Blémont, petit village de France, 1946. Lourdement bombardé par les Américains en 1944, le village se relève de ses ruines. Les gens ayant tout perdu sous les bombes doivent trouver refuge dans le quartier bourgeois épargné. C’est ainsi que dans son luxueux appartement, l’ingénieur pétainiste Archambault doit recueuillir une famille de militants du PCF, les Gagneux, et un professeur de maths, Watrin.
Coincé entre une fille reveuse qui est la maitresse du fils du riche et immonde Monglat, un fils tenté par le communisme et une épouse infecte, le pauvre Archambault doit en plus gérer le gros problème qui lui tombe entre les mains : Maxime Loin, intellectuel fasciste consamné à mort, lui demande de le cacher...
Excellent livre de Marcel Aymé, très courageux en une période (la première édition date de l’immédiate après-guerre) où l’on avait une facheuse tendance a tuer tous ceux qui n’idolatraient pas Staline...

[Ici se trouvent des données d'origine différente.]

use std::collections::VecDeque;
use std::fs;
use std::io;
use std::path::{Path, PathBuf};
use std::process::Command;
use std::thread;
use std::time::Duration;

use sysinfo::{ProcessesToUpdate, System};
use tracing::{debug, info, warn};

use crate::error::{Error, Result};

const BACKOFF_BASE_MS: u64 = 200;

/// Bounded-retry delete/move primitives with lock detection. Pure
/// mechanism: the safety engine has already authorized anything that
/// reaches this layer.
pub struct RetryRecoveryLayer {
    lock_holder_names: Vec<String>,
    max_attempts: u32,
    queue: VecDeque<PathBuf>,
    queue_limit: usize,
}

impl RetryRecoveryLayer {
    pub fn new(lock_holder_names: Vec<String>, max_attempts: u32, queue_limit: usize) -> Self {
        Self {
            lock_holder_names,
            max_attempts: max_attempts.max(1),
            queue: VecDeque::new(),
            queue_limit,
        }
    }

    pub fn queued(&self) -> usize {
        self.queue.len()
    }

    /// Delete a file with exponential backoff. Lock errors trigger holder
    /// termination before the next attempt; the last resort is an OS-shell
    /// forced delete. An undeletable file lands in the retry queue.
    pub fn delete_file_with_retry(&mut self, path: &Path) -> Result<()> {
        if !path.exists() {
            return Ok(());
        }

        let mut last_error: Option<io::Error> = None;
        for attempt in 0..self.max_attempts {
            match fs::remove_file(path) {
                Ok(()) => {
                    debug!("Deleted {}", path.display());
                    return Ok(());
                }
                Err(e) => {
                    if is_lock_error(&e) {
                        warn!(
                            "Delete of {} blocked (attempt {}/{}): {}",
                            path.display(),
                            attempt + 1,
                            self.max_attempts,
                            e
                        );
                        self.terminate_lock_holders();
                    } else {
                        warn!(
                            "Delete of {} failed (attempt {}/{}): {}",
                            path.display(),
                            attempt + 1,
                            self.max_attempts,
                            e
                        );
                    }
                    last_error = Some(e);
                }
            }
            thread::sleep(Duration::from_millis(BACKOFF_BASE_MS << attempt));
        }

        if force_delete_via_shell(path) && !path.exists() {
            info!("Forced delete of locked file {}", path.display());
            return Ok(());
        }

        self.enqueue(path.to_path_buf());
        match last_error {
            Some(e) if !is_lock_error(&e) => Err(e.into()),
            _ => Err(Error::TransientLock {
                path: path.to_path_buf(),
                attempts: self.max_attempts,
            }),
        }
    }

    /// Double-checked folder deletion: the removability predicate is
    /// re-evaluated immediately before `remove_dir_all`, closing the
    /// window between an earlier eligibility decision and the delete.
    pub fn safe_delete_folder<F>(&mut self, path: &Path, removable: F) -> Result<bool>
    where
        F: Fn(&Path) -> bool,
    {
        if !path.exists() {
            return Ok(true);
        }

        if !removable(path) {
            info!(
                "Folder {} no longer removable at delete time; leaving it",
                path.display()
            );
            return Ok(false);
        }

        match fs::remove_dir_all(path) {
            Ok(()) => {}
            Err(e) if is_lock_error(&e) => {
                self.terminate_lock_holders();
                thread::sleep(Duration::from_millis(BACKOFF_BASE_MS));
                fs::remove_dir_all(path)?;
            }
            Err(e) => return Err(e.into()),
        }

        if path.exists() {
            warn!("Folder {} still present after delete", path.display());
            return Ok(false);
        }
        debug!("Removed folder {}", path.display());
        Ok(true)
    }

    fn enqueue(&mut self, path: PathBuf) {
        if self.queue.len() >= self.queue_limit {
            let dropped = self.queue.pop_front();
            if let Some(dropped) = dropped {
                warn!(
                    "Retry queue full; dropping oldest entry {}",
                    dropped.display()
                );
            }
        }
        self.queue.push_back(path);
    }

    /// Replay the retry queue. Each pass attempts every queued path once;
    /// passes are separated by `wait` while anything remains.
    pub fn replay_queue(&mut self, passes: u32, wait: Duration) -> usize {
        for pass in 0..passes {
            if self.queue.is_empty() {
                break;
            }
            if pass > 0 {
                thread::sleep(wait);
            }
            let pending: Vec<PathBuf> = self.queue.drain(..).collect();
            info!(
                "Retry pass {}/{}: {} queued deletions",
                pass + 1,
                passes,
                pending.len()
            );
            for path in pending {
                if !path.exists() {
                    continue;
                }
                if fs::remove_file(&path).is_ok() {
                    debug!("Retry delete succeeded for {}", path.display());
                } else if force_delete_via_shell(&path) && !path.exists() {
                    debug!("Retry forced delete succeeded for {}", path.display());
                } else {
                    self.enqueue(path);
                }
            }
        }
        self.queue.len()
    }

    /// Kill processes from the allowlist that may be holding file locks.
    /// Matching is by process name only; nothing outside the allowlist is
    /// ever touched.
    fn terminate_lock_holders(&self) {
        if self.lock_holder_names.is_empty() {
            return;
        }
        let mut system = System::new();
        system.refresh_processes(ProcessesToUpdate::All, true);
        for process in system.processes().values() {
            let name = process.name().to_string_lossy().to_ascii_lowercase();
            let matched = self
                .lock_holder_names
                .iter()
                .any(|holder| name.starts_with(&holder.to_ascii_lowercase()));
            if matched {
                if process.kill() {
                    warn!("Terminated lock-holder process '{}'", name);
                } else {
                    warn!("Could not terminate lock-holder process '{}'", name);
                }
            }
        }
    }
}

/// Windows sharing violations surface as PermissionDenied or raw code
/// 32/33; Unix lock-ish failures as EBUSY/EPERM.
fn is_lock_error(e: &io::Error) -> bool {
    if e.kind() == io::ErrorKind::PermissionDenied {
        return true;
    }
    matches!(e.raw_os_error(), Some(32) | Some(33) | Some(16))
}

fn force_delete_via_shell(path: &Path) -> bool {
    let status = if cfg!(windows) {
        Command::new("cmd")
            .args(["/C", "del", "/F", "/Q"])
            .arg(path)
            .status()
    } else {
        Command::new("rm").arg("-f").arg(path).status()
    };
    match status {
        Ok(status) => status.success(),
        Err(e) => {
            warn!("Shell delete of {} failed to spawn: {}", path.display(), e);
            false
        }
    }
}

#[cfg(test)]
mod tests {
    use super::*;

    fn layer() -> RetryRecoveryLayer {
        RetryRecoveryLayer::new(Vec::new(), 3, 4)
    }

    #[test]
    fn test_delete_existing_file() {
        let tmp = tempfile::tempdir().unwrap();
        let file = tmp.path().join("victim.bin");
        fs::write(&file, b"data").unwrap();
        layer().delete_file_with_retry(&file).unwrap();
        assert!(!file.exists());
    }

    #[test]
    fn test_delete_missing_file_is_ok() {
        let tmp = tempfile::tempdir().unwrap();
        layer()
            .delete_file_with_retry(&tmp.path().join("ghost.bin"))
            .unwrap();
    }

    #[test]
    fn test_safe_delete_folder_respects_double_check() {
        let tmp = tempfile::tempdir().unwrap();
        let folder = tmp.path().join("junk");
        fs::create_dir(&folder).unwrap();
        fs::write(folder.join("leftover.nfo"), b"x").unwrap();

        // Predicate says no: folder survives.
        let kept = layer().safe_delete_folder(&folder, |_| false).unwrap();
        assert!(!kept);
        assert!(folder.exists());

        // Predicate says yes: folder goes, and is verified gone.
        let removed = layer().safe_delete_folder(&folder, |_| true).unwrap();
        assert!(removed);
        assert!(!folder.exists());
    }

    #[test]
    fn test_retry_queue_is_bounded() {
        let mut layer = RetryRecoveryLayer::new(Vec::new(), 1, 2);
        layer.enqueue(PathBuf::from("/a"));
        layer.enqueue(PathBuf::from("/b"));
        layer.enqueue(PathBuf::from("/c"));
        assert_eq!(layer.queued(), 2);
    }

    #[test]
    fn test_replay_drains_deletable_entries() {
        let tmp = tempfile::tempdir().unwrap();
        let file = tmp.path().join("stuck.bin");
        fs::write(&file, b"x").unwrap();

        let mut layer = layer();
        layer.enqueue(file.clone());
        let remaining = layer.replay_queue(2, Duration::from_millis(1));
        assert_eq!(remaining, 0);
        assert!(!file.exists());
    }
}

Les personnages sont bien choisis et on sent une sympathie pour eux, même les pires. Derrière l’abject Monglat, le ponte du marché noir, on trouve un homme dégouté de lui-même et de son fils ; on prend en pitié l’intellectuel fasciste Maxime Loin, pourchassé par tous, condamné à mort et qui se trouve au fond dans la meme situation que le petit garçon brimé par ses camarades de classe qu’il avait été. Le truculant Léopold, patron de bar alcoolique et grand admirateur d’Andromaque, le débonnaire Watrin, professeur de maths, voyant la vie sous un bon jour, l’intellectuel communiste Jourdan, aigri et fanatique, ivre de sang et d’exécutions capitales n’aimant que le Parti et maman... Gagneux, le militant communste de base, brave ouvrier qui essaye d’arrondir les angles avec son colocataire forcé, l’ingénieur Archambault, aussi sympathique que lui mais flanqué comme Gagneux d’une épouse imbuvable... Rochard, l’ordure intégrale, tortionnaire de l’épuration employé à la SNCF qui rivalisera de lacheté devant Léopold...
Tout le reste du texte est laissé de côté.